START INFORMATION GIVEN

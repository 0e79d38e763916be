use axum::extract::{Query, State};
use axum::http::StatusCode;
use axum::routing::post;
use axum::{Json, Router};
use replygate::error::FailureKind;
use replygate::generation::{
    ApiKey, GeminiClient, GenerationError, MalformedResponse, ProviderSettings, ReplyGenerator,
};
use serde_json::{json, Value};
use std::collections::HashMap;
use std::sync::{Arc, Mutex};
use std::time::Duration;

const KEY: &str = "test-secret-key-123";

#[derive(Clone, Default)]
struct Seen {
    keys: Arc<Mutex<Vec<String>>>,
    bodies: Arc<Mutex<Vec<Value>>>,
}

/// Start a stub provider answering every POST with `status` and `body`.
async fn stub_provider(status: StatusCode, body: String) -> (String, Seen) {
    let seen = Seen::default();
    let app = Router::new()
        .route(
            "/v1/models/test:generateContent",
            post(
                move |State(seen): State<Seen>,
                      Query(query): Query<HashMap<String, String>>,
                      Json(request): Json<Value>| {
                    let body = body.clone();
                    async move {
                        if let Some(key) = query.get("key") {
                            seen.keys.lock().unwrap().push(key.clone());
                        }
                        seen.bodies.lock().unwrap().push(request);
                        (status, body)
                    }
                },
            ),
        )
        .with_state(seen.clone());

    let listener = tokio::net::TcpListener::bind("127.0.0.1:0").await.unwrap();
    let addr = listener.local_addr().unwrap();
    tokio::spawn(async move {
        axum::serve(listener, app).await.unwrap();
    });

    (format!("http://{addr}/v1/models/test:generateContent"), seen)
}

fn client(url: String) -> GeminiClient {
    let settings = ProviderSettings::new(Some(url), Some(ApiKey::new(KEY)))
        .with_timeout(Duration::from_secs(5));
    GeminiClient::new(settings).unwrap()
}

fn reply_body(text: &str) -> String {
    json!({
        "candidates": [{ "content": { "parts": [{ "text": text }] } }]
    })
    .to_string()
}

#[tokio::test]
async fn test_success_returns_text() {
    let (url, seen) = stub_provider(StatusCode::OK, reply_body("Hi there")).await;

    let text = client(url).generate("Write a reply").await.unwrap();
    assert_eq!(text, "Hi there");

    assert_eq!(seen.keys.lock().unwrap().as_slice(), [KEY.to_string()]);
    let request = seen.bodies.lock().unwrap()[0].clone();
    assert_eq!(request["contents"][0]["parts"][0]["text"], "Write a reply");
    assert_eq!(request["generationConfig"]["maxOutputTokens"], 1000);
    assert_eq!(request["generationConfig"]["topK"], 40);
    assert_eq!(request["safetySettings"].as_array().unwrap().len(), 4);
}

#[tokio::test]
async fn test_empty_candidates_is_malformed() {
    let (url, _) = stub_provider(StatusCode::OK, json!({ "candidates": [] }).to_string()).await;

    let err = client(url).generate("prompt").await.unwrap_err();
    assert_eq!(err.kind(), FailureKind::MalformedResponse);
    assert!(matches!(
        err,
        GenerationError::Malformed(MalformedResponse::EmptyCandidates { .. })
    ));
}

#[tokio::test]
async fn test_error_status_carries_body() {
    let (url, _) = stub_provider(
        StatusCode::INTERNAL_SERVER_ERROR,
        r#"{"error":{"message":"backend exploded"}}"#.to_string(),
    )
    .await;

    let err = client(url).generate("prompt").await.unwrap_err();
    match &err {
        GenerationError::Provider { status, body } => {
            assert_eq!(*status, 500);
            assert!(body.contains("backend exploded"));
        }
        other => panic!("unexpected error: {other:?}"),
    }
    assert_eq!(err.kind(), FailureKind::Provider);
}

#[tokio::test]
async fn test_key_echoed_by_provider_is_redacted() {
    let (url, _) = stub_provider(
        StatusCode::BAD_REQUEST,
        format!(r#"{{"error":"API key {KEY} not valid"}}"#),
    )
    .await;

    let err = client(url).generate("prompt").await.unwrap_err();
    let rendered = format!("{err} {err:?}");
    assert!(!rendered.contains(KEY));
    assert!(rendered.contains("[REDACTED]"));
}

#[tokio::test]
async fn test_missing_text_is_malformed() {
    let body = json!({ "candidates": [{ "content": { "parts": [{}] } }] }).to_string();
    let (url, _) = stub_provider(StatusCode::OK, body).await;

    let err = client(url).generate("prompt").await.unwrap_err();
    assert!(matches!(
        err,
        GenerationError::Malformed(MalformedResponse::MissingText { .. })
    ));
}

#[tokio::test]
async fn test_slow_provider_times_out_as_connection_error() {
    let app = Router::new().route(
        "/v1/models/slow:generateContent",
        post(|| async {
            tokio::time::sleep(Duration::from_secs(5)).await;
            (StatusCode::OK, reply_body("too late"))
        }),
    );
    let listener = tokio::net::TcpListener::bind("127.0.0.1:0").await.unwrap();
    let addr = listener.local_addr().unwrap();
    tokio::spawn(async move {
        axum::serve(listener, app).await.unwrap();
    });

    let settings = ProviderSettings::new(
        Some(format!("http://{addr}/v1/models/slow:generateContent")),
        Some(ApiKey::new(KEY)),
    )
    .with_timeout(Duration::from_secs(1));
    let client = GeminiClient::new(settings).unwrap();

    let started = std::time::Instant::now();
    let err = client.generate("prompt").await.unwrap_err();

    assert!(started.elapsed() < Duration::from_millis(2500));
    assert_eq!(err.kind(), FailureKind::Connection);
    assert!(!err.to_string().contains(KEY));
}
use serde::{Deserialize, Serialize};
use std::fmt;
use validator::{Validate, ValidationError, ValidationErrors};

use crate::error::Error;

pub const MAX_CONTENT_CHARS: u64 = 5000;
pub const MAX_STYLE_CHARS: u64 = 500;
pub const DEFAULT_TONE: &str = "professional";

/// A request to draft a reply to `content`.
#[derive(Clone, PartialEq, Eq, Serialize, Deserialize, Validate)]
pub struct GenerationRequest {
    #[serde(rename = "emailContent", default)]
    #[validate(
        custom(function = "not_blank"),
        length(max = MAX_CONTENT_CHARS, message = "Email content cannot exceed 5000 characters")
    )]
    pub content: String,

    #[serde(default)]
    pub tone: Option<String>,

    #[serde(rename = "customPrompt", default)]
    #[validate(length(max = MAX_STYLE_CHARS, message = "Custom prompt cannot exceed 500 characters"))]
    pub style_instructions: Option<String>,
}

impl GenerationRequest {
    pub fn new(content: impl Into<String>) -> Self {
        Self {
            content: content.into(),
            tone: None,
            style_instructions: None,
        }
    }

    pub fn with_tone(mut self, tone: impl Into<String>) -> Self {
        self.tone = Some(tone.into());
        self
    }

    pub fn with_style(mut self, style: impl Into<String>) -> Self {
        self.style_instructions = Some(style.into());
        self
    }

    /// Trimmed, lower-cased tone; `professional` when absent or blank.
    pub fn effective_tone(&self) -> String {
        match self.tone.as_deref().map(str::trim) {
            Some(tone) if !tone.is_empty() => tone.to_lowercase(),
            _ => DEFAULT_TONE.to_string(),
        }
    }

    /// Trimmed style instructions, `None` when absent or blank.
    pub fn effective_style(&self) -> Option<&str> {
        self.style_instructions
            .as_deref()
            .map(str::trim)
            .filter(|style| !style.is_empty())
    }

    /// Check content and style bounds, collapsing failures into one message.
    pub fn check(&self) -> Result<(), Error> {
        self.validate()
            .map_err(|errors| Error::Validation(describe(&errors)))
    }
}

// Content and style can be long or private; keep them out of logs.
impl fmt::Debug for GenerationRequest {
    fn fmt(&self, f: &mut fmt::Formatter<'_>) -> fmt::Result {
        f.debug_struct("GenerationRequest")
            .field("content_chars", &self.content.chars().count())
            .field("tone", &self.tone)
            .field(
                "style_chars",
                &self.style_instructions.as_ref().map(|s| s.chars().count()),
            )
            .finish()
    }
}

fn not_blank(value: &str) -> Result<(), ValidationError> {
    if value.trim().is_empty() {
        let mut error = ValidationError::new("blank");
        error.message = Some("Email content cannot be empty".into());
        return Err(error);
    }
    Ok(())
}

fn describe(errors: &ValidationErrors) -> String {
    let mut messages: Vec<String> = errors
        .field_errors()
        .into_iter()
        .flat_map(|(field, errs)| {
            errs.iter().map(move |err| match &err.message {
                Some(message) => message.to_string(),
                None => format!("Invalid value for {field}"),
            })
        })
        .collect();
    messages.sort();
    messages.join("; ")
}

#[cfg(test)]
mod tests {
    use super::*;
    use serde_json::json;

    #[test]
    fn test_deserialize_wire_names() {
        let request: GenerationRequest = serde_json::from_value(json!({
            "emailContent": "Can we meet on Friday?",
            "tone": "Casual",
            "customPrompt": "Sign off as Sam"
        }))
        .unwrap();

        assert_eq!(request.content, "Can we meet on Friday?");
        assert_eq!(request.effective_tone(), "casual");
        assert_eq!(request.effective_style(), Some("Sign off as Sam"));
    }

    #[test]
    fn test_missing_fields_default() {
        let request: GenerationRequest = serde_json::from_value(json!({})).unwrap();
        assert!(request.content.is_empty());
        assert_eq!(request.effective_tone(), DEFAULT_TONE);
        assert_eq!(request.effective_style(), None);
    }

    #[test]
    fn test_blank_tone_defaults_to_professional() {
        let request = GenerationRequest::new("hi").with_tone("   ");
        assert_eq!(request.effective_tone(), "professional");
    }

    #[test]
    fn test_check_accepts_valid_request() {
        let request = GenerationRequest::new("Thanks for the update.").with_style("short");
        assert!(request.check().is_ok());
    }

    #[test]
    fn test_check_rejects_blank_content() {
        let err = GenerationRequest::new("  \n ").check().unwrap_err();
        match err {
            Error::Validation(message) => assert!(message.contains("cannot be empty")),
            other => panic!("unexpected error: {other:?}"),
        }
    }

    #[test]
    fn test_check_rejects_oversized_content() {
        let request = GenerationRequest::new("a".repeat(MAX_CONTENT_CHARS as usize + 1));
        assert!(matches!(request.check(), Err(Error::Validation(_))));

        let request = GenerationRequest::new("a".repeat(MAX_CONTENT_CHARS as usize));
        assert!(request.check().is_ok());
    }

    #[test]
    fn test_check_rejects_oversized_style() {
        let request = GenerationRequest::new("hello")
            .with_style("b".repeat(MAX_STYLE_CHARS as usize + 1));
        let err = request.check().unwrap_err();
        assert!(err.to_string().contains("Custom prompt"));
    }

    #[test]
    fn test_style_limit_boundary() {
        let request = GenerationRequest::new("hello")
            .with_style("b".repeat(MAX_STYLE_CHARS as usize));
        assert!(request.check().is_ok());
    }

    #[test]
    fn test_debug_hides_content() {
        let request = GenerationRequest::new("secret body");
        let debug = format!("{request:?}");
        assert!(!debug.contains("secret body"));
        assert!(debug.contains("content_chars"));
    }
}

END INFORMATION GIVEN
START INFORMATION GIVEN

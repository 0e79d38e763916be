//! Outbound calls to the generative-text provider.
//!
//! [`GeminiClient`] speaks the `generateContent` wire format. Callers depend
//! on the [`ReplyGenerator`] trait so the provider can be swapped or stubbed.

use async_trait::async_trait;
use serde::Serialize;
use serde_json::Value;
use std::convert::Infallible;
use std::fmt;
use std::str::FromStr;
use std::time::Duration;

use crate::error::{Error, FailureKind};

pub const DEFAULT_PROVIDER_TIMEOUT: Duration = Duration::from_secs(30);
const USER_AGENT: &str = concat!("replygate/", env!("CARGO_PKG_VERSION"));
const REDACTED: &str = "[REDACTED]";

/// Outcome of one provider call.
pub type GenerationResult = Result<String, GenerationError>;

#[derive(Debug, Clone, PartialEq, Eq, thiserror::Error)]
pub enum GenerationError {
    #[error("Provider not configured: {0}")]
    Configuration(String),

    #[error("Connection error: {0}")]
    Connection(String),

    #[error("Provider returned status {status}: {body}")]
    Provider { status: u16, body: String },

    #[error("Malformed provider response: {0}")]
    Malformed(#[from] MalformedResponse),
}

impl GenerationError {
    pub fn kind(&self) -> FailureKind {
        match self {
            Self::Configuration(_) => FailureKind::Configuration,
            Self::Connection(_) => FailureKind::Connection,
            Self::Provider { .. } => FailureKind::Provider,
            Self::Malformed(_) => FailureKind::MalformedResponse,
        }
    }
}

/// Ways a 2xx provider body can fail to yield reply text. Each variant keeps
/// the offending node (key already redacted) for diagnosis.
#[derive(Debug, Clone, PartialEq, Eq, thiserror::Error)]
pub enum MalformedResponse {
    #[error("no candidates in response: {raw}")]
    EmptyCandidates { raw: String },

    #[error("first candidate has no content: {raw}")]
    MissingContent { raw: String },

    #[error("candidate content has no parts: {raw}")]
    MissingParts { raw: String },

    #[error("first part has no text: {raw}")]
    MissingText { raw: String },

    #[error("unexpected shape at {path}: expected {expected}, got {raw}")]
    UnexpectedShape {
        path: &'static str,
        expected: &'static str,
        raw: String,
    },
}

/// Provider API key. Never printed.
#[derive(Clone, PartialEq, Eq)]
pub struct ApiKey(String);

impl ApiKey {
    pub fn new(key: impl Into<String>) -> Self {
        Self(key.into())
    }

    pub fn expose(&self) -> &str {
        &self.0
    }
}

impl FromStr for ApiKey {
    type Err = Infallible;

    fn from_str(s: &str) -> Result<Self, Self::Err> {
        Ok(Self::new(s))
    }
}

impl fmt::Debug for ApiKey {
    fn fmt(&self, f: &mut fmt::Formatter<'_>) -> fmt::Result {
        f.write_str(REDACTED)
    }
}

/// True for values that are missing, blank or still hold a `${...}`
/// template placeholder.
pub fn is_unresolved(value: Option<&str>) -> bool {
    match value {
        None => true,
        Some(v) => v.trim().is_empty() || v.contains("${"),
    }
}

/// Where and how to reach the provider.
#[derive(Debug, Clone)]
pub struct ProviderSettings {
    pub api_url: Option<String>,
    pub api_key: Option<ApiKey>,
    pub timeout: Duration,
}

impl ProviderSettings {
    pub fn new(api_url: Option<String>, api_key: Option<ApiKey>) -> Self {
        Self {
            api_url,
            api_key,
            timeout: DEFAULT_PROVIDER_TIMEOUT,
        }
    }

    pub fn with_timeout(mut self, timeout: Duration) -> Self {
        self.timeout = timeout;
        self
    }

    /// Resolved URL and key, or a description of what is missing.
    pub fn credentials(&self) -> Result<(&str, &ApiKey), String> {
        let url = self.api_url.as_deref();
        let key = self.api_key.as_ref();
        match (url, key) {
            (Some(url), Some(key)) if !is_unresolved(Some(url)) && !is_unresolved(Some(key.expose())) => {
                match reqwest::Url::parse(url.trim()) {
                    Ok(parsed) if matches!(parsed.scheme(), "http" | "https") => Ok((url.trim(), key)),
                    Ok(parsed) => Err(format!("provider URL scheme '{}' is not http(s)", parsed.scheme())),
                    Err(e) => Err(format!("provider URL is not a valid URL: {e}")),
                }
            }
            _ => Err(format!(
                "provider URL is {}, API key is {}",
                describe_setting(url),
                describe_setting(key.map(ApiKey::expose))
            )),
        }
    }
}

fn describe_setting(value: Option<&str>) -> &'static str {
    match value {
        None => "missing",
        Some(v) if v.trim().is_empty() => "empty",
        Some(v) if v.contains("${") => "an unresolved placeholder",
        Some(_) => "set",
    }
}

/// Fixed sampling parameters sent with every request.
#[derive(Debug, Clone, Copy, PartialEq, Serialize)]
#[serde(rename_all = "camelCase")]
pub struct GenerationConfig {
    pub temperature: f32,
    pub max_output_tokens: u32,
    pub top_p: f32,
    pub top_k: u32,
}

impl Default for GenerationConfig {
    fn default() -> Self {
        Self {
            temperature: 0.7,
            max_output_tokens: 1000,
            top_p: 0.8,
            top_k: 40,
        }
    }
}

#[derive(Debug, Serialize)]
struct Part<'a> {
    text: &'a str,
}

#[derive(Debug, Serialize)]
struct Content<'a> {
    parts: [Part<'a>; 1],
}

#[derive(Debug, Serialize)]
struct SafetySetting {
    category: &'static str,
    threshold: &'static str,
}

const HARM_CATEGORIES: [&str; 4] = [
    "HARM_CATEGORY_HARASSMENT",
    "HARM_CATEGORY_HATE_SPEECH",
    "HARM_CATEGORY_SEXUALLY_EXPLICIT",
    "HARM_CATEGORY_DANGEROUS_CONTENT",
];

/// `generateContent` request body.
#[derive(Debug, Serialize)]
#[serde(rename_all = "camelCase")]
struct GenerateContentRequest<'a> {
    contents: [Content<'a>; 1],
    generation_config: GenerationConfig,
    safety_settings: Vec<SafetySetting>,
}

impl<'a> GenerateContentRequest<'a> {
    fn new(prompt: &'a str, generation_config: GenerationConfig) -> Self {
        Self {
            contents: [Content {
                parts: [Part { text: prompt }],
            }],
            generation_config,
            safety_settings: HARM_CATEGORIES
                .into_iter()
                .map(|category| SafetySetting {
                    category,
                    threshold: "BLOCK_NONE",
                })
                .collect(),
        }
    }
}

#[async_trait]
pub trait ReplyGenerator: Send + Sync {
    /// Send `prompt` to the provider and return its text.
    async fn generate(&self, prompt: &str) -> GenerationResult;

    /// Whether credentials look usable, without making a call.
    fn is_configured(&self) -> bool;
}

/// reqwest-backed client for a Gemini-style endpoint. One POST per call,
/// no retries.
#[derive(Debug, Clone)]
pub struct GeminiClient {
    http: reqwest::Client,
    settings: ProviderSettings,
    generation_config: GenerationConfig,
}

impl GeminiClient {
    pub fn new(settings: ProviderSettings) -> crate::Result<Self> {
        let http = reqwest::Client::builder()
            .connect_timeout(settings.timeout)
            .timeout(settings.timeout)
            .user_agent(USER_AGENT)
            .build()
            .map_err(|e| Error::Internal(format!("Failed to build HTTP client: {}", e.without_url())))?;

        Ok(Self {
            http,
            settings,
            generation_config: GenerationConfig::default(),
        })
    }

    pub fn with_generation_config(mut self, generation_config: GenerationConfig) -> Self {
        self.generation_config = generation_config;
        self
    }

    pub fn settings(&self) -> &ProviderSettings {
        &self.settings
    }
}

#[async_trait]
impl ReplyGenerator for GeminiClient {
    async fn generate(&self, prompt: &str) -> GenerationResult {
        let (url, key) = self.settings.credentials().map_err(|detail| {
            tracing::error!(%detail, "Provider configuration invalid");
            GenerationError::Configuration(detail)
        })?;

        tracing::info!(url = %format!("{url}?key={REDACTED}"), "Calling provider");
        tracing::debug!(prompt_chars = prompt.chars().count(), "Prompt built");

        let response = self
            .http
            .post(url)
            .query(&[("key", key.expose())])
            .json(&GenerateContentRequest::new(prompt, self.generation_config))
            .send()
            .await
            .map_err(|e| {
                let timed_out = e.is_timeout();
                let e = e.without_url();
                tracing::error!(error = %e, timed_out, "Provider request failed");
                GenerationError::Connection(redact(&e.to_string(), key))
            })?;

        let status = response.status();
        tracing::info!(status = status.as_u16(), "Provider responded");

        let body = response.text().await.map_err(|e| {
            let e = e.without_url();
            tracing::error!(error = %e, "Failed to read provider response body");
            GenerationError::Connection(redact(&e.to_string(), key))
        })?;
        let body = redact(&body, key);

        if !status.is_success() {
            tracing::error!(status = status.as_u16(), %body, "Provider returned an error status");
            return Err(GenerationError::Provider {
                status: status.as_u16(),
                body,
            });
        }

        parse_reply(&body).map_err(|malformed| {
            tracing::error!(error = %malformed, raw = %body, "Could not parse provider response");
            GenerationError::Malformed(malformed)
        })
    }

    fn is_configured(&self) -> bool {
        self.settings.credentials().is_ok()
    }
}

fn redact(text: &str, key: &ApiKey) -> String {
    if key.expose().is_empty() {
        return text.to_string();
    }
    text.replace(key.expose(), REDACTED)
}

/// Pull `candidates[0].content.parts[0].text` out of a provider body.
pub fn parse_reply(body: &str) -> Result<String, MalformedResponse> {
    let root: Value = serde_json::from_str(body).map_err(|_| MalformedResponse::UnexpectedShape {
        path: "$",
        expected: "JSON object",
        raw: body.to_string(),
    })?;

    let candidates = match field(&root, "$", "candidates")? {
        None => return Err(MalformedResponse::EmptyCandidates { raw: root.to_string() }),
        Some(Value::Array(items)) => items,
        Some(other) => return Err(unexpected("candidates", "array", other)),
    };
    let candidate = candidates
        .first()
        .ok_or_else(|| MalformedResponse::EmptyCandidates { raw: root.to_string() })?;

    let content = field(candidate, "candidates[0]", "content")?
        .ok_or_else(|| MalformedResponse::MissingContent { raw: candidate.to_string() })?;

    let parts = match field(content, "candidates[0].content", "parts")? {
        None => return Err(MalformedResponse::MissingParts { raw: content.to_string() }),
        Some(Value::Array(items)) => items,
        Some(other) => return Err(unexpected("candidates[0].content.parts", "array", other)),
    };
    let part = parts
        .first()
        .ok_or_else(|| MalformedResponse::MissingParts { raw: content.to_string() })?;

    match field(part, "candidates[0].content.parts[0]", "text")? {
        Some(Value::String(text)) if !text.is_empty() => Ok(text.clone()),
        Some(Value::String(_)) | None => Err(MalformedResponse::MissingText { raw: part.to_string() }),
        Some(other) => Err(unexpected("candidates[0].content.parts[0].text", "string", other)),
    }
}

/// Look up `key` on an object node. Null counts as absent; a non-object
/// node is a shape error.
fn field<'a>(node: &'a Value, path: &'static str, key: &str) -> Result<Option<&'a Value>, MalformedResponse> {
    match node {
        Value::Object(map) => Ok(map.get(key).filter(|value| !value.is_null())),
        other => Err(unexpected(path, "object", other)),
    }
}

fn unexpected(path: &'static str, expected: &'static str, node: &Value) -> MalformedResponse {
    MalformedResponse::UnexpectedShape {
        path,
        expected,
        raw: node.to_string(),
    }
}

END INFORMATION GIVEN

**WHAT YOU WILL DO**: Which of the lines above include the word "EmptyCandidates"? List those lines.

**RESPONSE BELOW**:
        GenerationError::Malformed(MalformedResponse::EmptyCandidates { .. })
    EmptyCandidates { raw: String },
        None => return Err(MalformedResponse::EmptyCandidates { raw: root.to_string() }),
        .ok_or_else(|| MalformedResponse::EmptyCandidates { raw: root.to_string() })?;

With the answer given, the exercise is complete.